Work through the data and say how many lines contain "Some". The number alone is the answer.

Given entries:
+ + +

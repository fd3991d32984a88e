//! Guarded document operations
//!
//! Every operation authorizes through the policy engine before touching
//! storage. List reads go through the query rewrite; the whole-list
//! verification pass only runs when the deployment asks for it.

use chrono::Utc;
use serde_json::Value;
use std::sync::Arc;
use tracing::{info, instrument};

use tutela_core::{
    Criteria, Document, DocumentId, DocumentKind, DocumentRepository, PreferencesRepository,
    Principal, Result, TutelaError, UserId, UserPreferences, Workspace, WorkspaceId,
    WorkspaceRepository,
};
use tutela_query::{access_criteria, apply_to_pipeline};

use crate::engine::PolicyEngine;

/// Caller-supplied list parameters, e.g. parsed from REST query strings.
///
/// A workspace filter entry of `None` requests documents outside any
/// workspace.
#[derive(Debug, Clone, Default)]
pub struct DocumentQuery {
    pub criteria: Criteria,
    pub workspace_filter: Option<Vec<Option<WorkspaceId>>>,
    pub user_filter: Option<UserId>,
}

#[derive(Clone)]
pub struct DocumentService {
    engine: Arc<PolicyEngine>,
    documents: Arc<dyn DocumentRepository>,
    workspaces: Arc<dyn WorkspaceRepository>,
    preferences: Arc<dyn PreferencesRepository>,
}

impl DocumentService {
    pub fn new(
        engine: Arc<PolicyEngine>,
        documents: Arc<dyn DocumentRepository>,
        workspaces: Arc<dyn WorkspaceRepository>,
        preferences: Arc<dyn PreferencesRepository>,
    ) -> Self {
        Self {
            engine,
            documents,
            workspaces,
            preferences,
        }
    }

    /// Fetch a document the caller may read. A missing document surfaces as
    /// NotFound, never as a permission failure.
    pub async fn get_by_id(&self, id: DocumentId, principal: &Principal) -> Result<Document> {
        let document = self.fetch(id).await?;
        self.engine.check_can_read(&document, principal).await?;
        Ok(document)
    }

    /// Create a document owned by the caller, optionally placed straight
    /// into a workspace
    #[instrument(skip(self, principal))]
    pub async fn create(
        &self,
        kind: DocumentKind,
        title: &str,
        workspace: Option<WorkspaceId>,
        principal: &Principal,
    ) -> Result<Document> {
        let Some(owner) = principal.id else {
            return Err(TutelaError::permission_denied("create", "document"));
        };
        let mut document = Document::new(kind, title, owner, None);
        if let Some(workspace_id) = workspace {
            let target = self.workspace(workspace_id).await?;
            self.engine
                .can_assign_workspace(&document, Some(&target), principal)
                .await?;
            document.workspace = workspace;
        }
        let created = self.documents.create(&document).await?;
        info!(document = %created.id, kind = %created.kind, "created document");
        Ok(created)
    }

    /// Update document content. Ownership and placement are frozen here;
    /// they change through [`Self::change_owner`] and
    /// [`Self::assign_workspace`].
    pub async fn update(&self, document: &Document, principal: &Principal) -> Result<Document> {
        let current = self.fetch(document.id).await?;
        self.engine.check_can_write(&current, principal).await?;
        let mut updated = document.clone();
        updated.owner = current.owner;
        updated.workspace = current.workspace;
        updated.updated_at = Utc::now();
        self.documents.update(&updated).await
    }

    pub async fn delete(&self, id: DocumentId, principal: &Principal) -> Result<()> {
        let document = self.fetch(id).await?;
        self.engine.check_can_write(&document, principal).await?;
        self.documents.delete(id).await
    }

    /// Move a document into another workspace, or out of workspaces entirely
    #[instrument(skip(self, principal))]
    pub async fn assign_workspace(
        &self,
        id: DocumentId,
        target: Option<WorkspaceId>,
        principal: &Principal,
    ) -> Result<Document> {
        let mut document = self.fetch(id).await?;
        let target_workspace = match target {
            Some(workspace_id) => Some(self.workspace(workspace_id).await?),
            None => None,
        };
        self.engine
            .can_assign_workspace(&document, target_workspace.as_ref(), principal)
            .await?;
        document.workspace = target;
        document.updated_at = Utc::now();
        self.documents.update(&document).await
    }

    pub async fn change_owner(
        &self,
        id: DocumentId,
        new_owner: UserId,
        principal: &Principal,
    ) -> Result<Document> {
        let mut document = self.fetch(id).await?;
        self.engine.check_can_change_owner(&document, principal)?;
        document.owner = new_owner;
        document.updated_at = Utc::now();
        self.documents.update(&document).await
    }

    /// List documents visible to the caller. Explicit filters are validated,
    /// the access restriction is conjoined, and the result is re-verified
    /// when the deployment enables the defensive pass.
    #[instrument(skip(self, principal, query))]
    pub async fn list(&self, principal: &Principal, query: DocumentQuery) -> Result<Vec<Document>> {
        self.engine.check_anonymous_access(principal)?;
        let readable = self.engine.readable_workspaces(principal).await?;
        let criteria = access_criteria(
            query.criteria,
            principal,
            &readable,
            query.workspace_filter.as_deref(),
            query.user_filter.as_ref(),
        )?;
        let found = self
            .documents
            .query(&criteria, self.engine.config().default_order)
            .await?;
        if self.engine.config().verify_document_access {
            self.engine.check_can_read_list(&found, principal).await?;
        }
        Ok(found)
    }

    /// Document-store variant of [`Self::list`]: returns the aggregation
    /// pipeline with the access restriction merged into its `$match` stage
    /// (or prepended as one), ready for a document-store backend to execute
    #[instrument(skip(self, principal, pipeline, query))]
    pub async fn scoped_pipeline(
        &self,
        principal: &Principal,
        mut pipeline: Vec<Value>,
        query: DocumentQuery,
    ) -> Result<Vec<Value>> {
        self.engine.check_anonymous_access(principal)?;
        let readable = self.engine.readable_workspaces(principal).await?;
        let criteria = access_criteria(
            query.criteria,
            principal,
            &readable,
            query.workspace_filter.as_deref(),
            query.user_filter.as_ref(),
        )?;
        apply_to_pipeline(&mut pipeline, &criteria);
        Ok(pipeline)
    }

    // =========================================================================
    // Preferences
    // =========================================================================

    pub async fn get_preferences(&self, principal: &Principal) -> Result<UserPreferences> {
        let Some(owner) = principal.id else {
            return Err(TutelaError::permission_denied("read", "preferences"));
        };
        let preferences = self
            .preferences
            .get_by_owner(owner)
            .await?
            .ok_or_else(|| TutelaError::not_found("UserPreferences", owner.to_string()))?;
        self.engine.check_preferences_access(&preferences, principal)?;
        Ok(preferences)
    }

    pub async fn save_preferences(
        &self,
        preferences: &UserPreferences,
        principal: &Principal,
    ) -> Result<UserPreferences> {
        self.engine.check_preferences_access(preferences, principal)?;
        let mut stored = preferences.clone();
        stored.updated_at = Utc::now();
        self.preferences.upsert(&stored).await
    }

    async fn fetch(&self, id: DocumentId) -> Result<Document> {
        self.documents
            .get_by_id(id)
            .await?
            .ok_or_else(|| TutelaError::not_found("Document", id.to_string()))
    }

    async fn workspace(&self, id: WorkspaceId) -> Result<Workspace> {
        self.workspaces
            .get_by_id(id)
            .await?
            .ok_or_else(|| TutelaError::not_found("Workspace", id.to_string()))
    }
}
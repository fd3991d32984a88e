//! Access-control decision layer for Tutela
//!
//! The policy engine answers "may this principal do this to that resource"
//! for documents, workspaces, and preferences. Business operations authorize
//! explicitly through [`PolicyEngine::authorize`] or a named predicate before
//! touching storage, so the check is visible at every call site.

pub mod documents;
pub mod engine;
pub mod groups;
pub mod permissions;
pub mod workspace;


pub use documents::{DocumentQuery, DocumentService};
pub use engine::PolicyEngine;
pub use groups::GroupRegistry;
pub use permissions::PermissionStore;
pub use workspace::WorkspaceService;
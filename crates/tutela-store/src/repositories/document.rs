//! Document repository implementation

use async_trait::async_trait;
use std::collections::HashMap;
use tokio::sync::RwLock;
use tracing::instrument;

use tutela_core::{
    Criteria, Document, DocumentId, DocumentOrder, DocumentRepository, Result, TutelaError,
};
use tutela_query::matches;

/// In-memory implementation of DocumentRepository
#[derive(Default)]
pub struct MemoryDocumentRepository {
    state: RwLock<HashMap<DocumentId, Document>>,
}

impl MemoryDocumentRepository {
    pub fn new() -> Self {
        Self::default()
    }
}

#[async_trait]
impl DocumentRepository for MemoryDocumentRepository {
    #[instrument(skip(self, document))]
    async fn create(&self, document: &Document) -> Result<Document> {
        let mut state = self.state.write().await;
        state.insert(document.id, document.clone());
        Ok(document.clone())
    }

    #[instrument(skip(self))]
    async fn get_by_id(&self, id: DocumentId) -> Result<Option<Document>> {
        let state = self.state.read().await;
        Ok(state.get(&id).cloned())
    }

    #[instrument(skip(self, document))]
    async fn update(&self, document: &Document) -> Result<Document> {
        let mut state = self.state.write().await;
        if !state.contains_key(&document.id) {
            return Err(TutelaError::not_found("Document", document.id.to_string()));
        }
        state.insert(document.id, document.clone());
        Ok(document.clone())
    }

    #[instrument(skip(self))]
    async fn delete(&self, id: DocumentId) -> Result<()> {
        let mut state = self.state.write().await;
        if state.remove(&id).is_none() {
            return Err(TutelaError::not_found("Document", id.to_string()));
        }
        Ok(())
    }

    #[instrument(skip(self, criteria))]
    async fn query(&self, criteria: &Criteria, order: DocumentOrder) -> Result<Vec<Document>> {
        let state = self.state.read().await;
        let mut found: Vec<Document> = state
            .values()
            .filter(|doc| matches(criteria, doc))
            .cloned()
            .collect();
        match order {
            DocumentOrder::NewestFirst => {
                found.sort_by(|a, b| b.created_at.cmp(&a.created_at).then(a.id.cmp(&b.id)))
            }
            DocumentOrder::OldestFirst => {
                found.sort_by(|a, b| a.created_at.cmp(&b.created_at).then(a.id.cmp(&b.id)))
            }
            DocumentOrder::TitleAsc => {
                found.sort_by(|a, b| a.title.cmp(&b.title).then(a.id.cmp(&b.id)))
            }
        }
        Ok(found)
    }
}
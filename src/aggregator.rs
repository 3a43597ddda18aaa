//! Aggregator: fans N queue watchers into one consumer-facing stream
//!
//! One detached tokio task per watched queue, each owning exactly one
//! watcher. Producers push into an unbounded channel and never block; the
//! consumer races `recv` against the cancellation token so it stays
//! responsive while idle. Within one queue delivery order equals detection
//! order; across queues events interleave arbitrarily.

use crate::event::QueueEvent;
use crate::printer::PrinterBackend;
use crate::watcher;
use std::sync::Arc;
use tokio::sync::mpsc::{self, UnboundedReceiver};
use tokio_util::sync::CancellationToken;

/// Spawn one watcher task per queue and return the merged event stream.
///
/// The receiver yields `None` once every watcher has terminated (all
/// senders dropped). Worker tasks are detached; shutdown never joins them,
/// they exit within one wait cycle of `cancel`.
pub fn spawn(
    backend: Arc<dyn PrinterBackend>,
    queues: Vec<String>,
    cancel: CancellationToken,
) -> UnboundedReceiver<QueueEvent> {
    let (tx, rx) = mpsc::unbounded_channel();

    for queue in queues {
        let backend = Arc::clone(&backend);
        let tx = tx.clone();
        let cancel = cancel.clone();
        tokio::spawn(async move {
            watcher::watch(queue, backend.as_ref(), tx, cancel).await;
        });
    }

    rx
}
//! Error types for documental
//!
//! Uses thiserror for ergonomic error definitions. Each pipeline stage has
//! its own error enum so callers can branch on kind rather than on message
//! content. Errors are handled at the component boundary where they occur
//! and never unwind past the consumer loop.

use thiserror::Error;

/// Top-level error type for the documental application
#[derive(Error, Debug)]
pub enum DocumentalError {
    #[error("Configuration error: {0}")]
    Config(String),

    #[error("Watcher error: {0}")]
    Watcher(#[from] WatcherError),

    #[error("Gateway error: {0}")]
    Gateway(#[from] GatewayError),

    #[error("Persistence error: {0}")]
    Persistence(#[from] PersistenceError),

    #[error("IO error: {0}")]
    Io(#[from] std::io::Error),
}

/// Errors from the printer backend and queue watchers.
///
/// Fatal to the owning watcher only; other watchers keep running.
#[derive(Error, Debug)]
pub enum WatcherError {
    #[error("Failed to enumerate printers: {0}")]
    Enumerate(String),

    #[error("Failed to open printer '{0}': {1}")]
    Open(String, String),

    #[error("Failed to enumerate jobs on '{0}': {1}")]
    EnumerateJobs(String, String),

    #[error("Printer '{0}' not found. List queues with: documental printers")]
    UnknownQueue(String),
}

/// Errors from the LLM response gateway.
///
/// All kinds except `NoModels` are transient and retried; `NoModels` means
/// the server has nothing loaded, which retrying won't fix.
#[derive(Error, Debug)]
pub enum GatewayError {
    #[error("Connection to LLM server failed: {0}")]
    Connection(String),

    #[error("LLM server returned HTTP {0}: {1}")]
    HttpStatus(u16, String),

    #[error("Malformed response from LLM server: {0}")]
    MalformedResponse(String),

    #[error("LLM server reported no loaded models")]
    NoModels,
}

impl GatewayError {
    /// Whether another attempt could plausibly succeed
    pub fn is_retryable(&self) -> bool {
        !matches!(self, GatewayError::NoModels)
    }
}

/// Errors writing the durable context snapshot.
///
/// Never fatal: the in-memory store stays authoritative for the session.
#[derive(Error, Debug)]
pub enum PersistenceError {
    #[error("Failed to write context snapshot to {path}: {source}")]
    Write {
        path: std::path::PathBuf,
        source: std::io::Error,
    },

    #[error("Failed to serialize context snapshot: {0}")]
    Serialize(#[from] serde_json::Error),
}

/// Result type alias using DocumentalError
pub type Result<T> = std::result::Result<T, DocumentalError>;
//! CUPS polling backend
//!
//! Talks to the local CUPS installation through its command line tools
//! (`lpstat` for queue enumeration, `lpq` for per-queue job listings).
//! CUPS exposes no change-notification primitive to unprivileged clients,
//! so `wait_for_change` is a fixed poll delay; the watcher contract is the
//! same either way.

use super::{JobStatus, PrintJob, PrinterBackend, PrinterSession};
use crate::error::WatcherError;
use async_trait::async_trait;
use std::process::Stdio;
use std::time::Duration;
use tokio::process::Command;

/// Backend enumerating and opening CUPS queues
pub struct CupsBackend {
    poll_interval: Duration,
}

impl CupsBackend {
    pub fn new(poll_interval_secs: u64) -> Self {
        Self {
            poll_interval: Duration::from_secs(poll_interval_secs.max(1)),
        }
    }
}

impl PrinterBackend for CupsBackend {
    fn enumerate(&self) -> Result<Vec<String>, WatcherError> {
        let output = std::process::Command::new("lpstat")
            .arg("-p")
            .stderr(Stdio::null())
            .output()
            .map_err(|e| WatcherError::Enumerate(format!("failed to run lpstat: {}", e)))?;

        // lpstat exits non-zero when no destinations exist; treat that as
        // an empty queue list rather than a failure.
        let stdout = String::from_utf8_lossy(&output.stdout);
        Ok(parse_printer_list(&stdout))
    }

    fn open(&self, queue: &str) -> Result<Box<dyn PrinterSession>, WatcherError> {
        let known = self.enumerate()?;
        if !known.iter().any(|q| q == queue) {
            return Err(WatcherError::UnknownQueue(queue.to_string()));
        }

        tracing::info!("Opened CUPS queue '{}'", queue);
        Ok(Box::new(CupsSession {
            queue: queue.to_string(),
            poll_interval: self.poll_interval,
        }))
    }
}

/// One polling session on one CUPS queue
struct CupsSession {
    queue: String,
    poll_interval: Duration,
}

#[async_trait]
impl PrinterSession for CupsSession {
    async fn wait_for_change(&mut self) -> Result<(), WatcherError> {
        tokio::time::sleep(self.poll_interval).await;
        Ok(())
    }

    async fn jobs(&mut self) -> Result<Vec<PrintJob>, WatcherError> {
        let output = Command::new("lpq")
            .args(["-P", &self.queue])
            .stderr(Stdio::null())
            .output()
            .await
            .map_err(|e| {
                WatcherError::EnumerateJobs(self.queue.clone(), format!("failed to run lpq: {}", e))
            })?;

        let stdout = String::from_utf8_lossy(&output.stdout);
        Ok(parse_job_listing(&stdout))
    }
}

/// Extract queue names from `lpstat -p` output.
///
/// Lines look like: `printer HP_LaserJet is idle.  enabled since ...`
fn parse_printer_list(output: &str) -> Vec<String> {
    output
        .lines()
        .filter_map(|line| {
            let mut parts = line.split_whitespace();
            match (parts.next(), parts.next()) {
                (Some("printer"), Some(name)) => Some(name.to_string()),
                _ => None,
            }
        })
        .collect()
}

/// Parse `lpq -P <queue>` output into print jobs.
///
/// Expected shape:
/// ```text
/// HP_LaserJet is ready and printing
/// Rank    Owner   Job     File(s)                         Total Size
/// active  susan   123     Resume_final.docx               10240 bytes
/// 1st     dave    124     quarterly report.pdf            2048 bytes
/// ```
///
/// The File(s) column may contain spaces, so the document name is taken as
/// everything between the job id and the trailing `<n> bytes` pair. Page
/// counts are not exposed by lpq and stay zero.
fn parse_job_listing(output: &str) -> Vec<PrintJob> {
    let queue_offline = output
        .lines()
        .next()
        .map(|line| line.contains("not ready"))
        .unwrap_or(false);

    let mut jobs = Vec::new();
    let mut seen_header = false;

    for line in output.lines() {
        if !seen_header {
            if line.trim_start().starts_with("Rank") {
                seen_header = true;
            }
            continue;
        }

        let tokens: Vec<&str> = line.split_whitespace().collect();
        if tokens.len() < 4 {
            continue;
        }

        let rank = tokens[0];
        let owner = tokens[1];
        let Ok(id) = tokens[2].parse::<u32>() else {
            continue;
        };

        // Trailing "<n> bytes" pair, when present
        let (doc_tokens, size_bytes) = if tokens.len() >= 5 && tokens[tokens.len() - 1] == "bytes" {
            (
                &tokens[3..tokens.len() - 2],
                tokens[tokens.len() - 2].parse::<u64>().unwrap_or(0),
            )
        } else {
            (&tokens[3..], 0)
        };

        let mut status = if rank == "active" {
            JobStatus::PRINTING
        } else if rank.eq_ignore_ascii_case("held") {
            JobStatus::PAUSED
        } else {
            JobStatus::SPOOLING
        };
        if queue_offline {
            status = JobStatus(status.0 | JobStatus::OFFLINE.0);
        }

        jobs.push(PrintJob {
            id,
            document: doc_tokens.join(" "),
            user: owner.to_string(),
            status,
            total_pages: 0,
            size_bytes,
            submitted_at: None,
        });
    }

    jobs
}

+ + +

Written reply:
6